Even before the assimilation of Tibet was completed, China had put other Asian countries on the shopping list. Mao Zedong loved to compared Tibet to the palm of a hand, with its fingers as smaller Himalayan nations. He claimed that these countries were Chinese territories and needed to be liberated. Indeed, Beijing has successfully installed a Maoist regime in Nepal without military invasion. Nepalese Maoists, acting as surrogate fighters, waged a civil war and overthrew the monarchy while Chinese soldiers were comfortably eating dim sum across the border. This conquest illustrated the Sun Tzu's idea of taking a country intact without actual fighting, or the Western equivalent of war by proxy.

Even far-off Indonesia was not immune to acts of aggression. In 1965, Maoists used the Indonesian Communist Party as a fifth column to plot to overthrow the legitimate government and establish a communist state. The failed attempt demonstrated the persistent territorial ambition of Beijing. Had it been successful, Chinese soldiers would have stood on the doorstep of Australia.

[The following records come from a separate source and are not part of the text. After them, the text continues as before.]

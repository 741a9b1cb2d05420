//! Frequency and time responses of a transfer function

pub mod fft;
pub mod response;
pub mod state_space;
pub mod time_response;
mod views;

pub use fft::FftEngine;
pub use response::{evaluate, FrequencyResponse};
pub use state_space::StateSpace;
pub use time_response::{time_response, ResponseKind, TimeResponse};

Among the potential victims of expansionism, Korea and Vietnam are particularly vulnerable to land invasions. Although the two countries have adopted many aspects of the Chinese culture, they have fiercely resisted a total absorption into the huge Middle Empire. However, there the similarity ends. Korea, Japan and the Philippines are included in the US defensive perimeter. Communist Vietnam is not. If Chinese soldiers cross the 38th parallel again, they will meet with American ground troops. On the contrary, if they invade South East Asia, regional countries will have to hold their own. This situation has lead to a dramatic shift in the political landscape.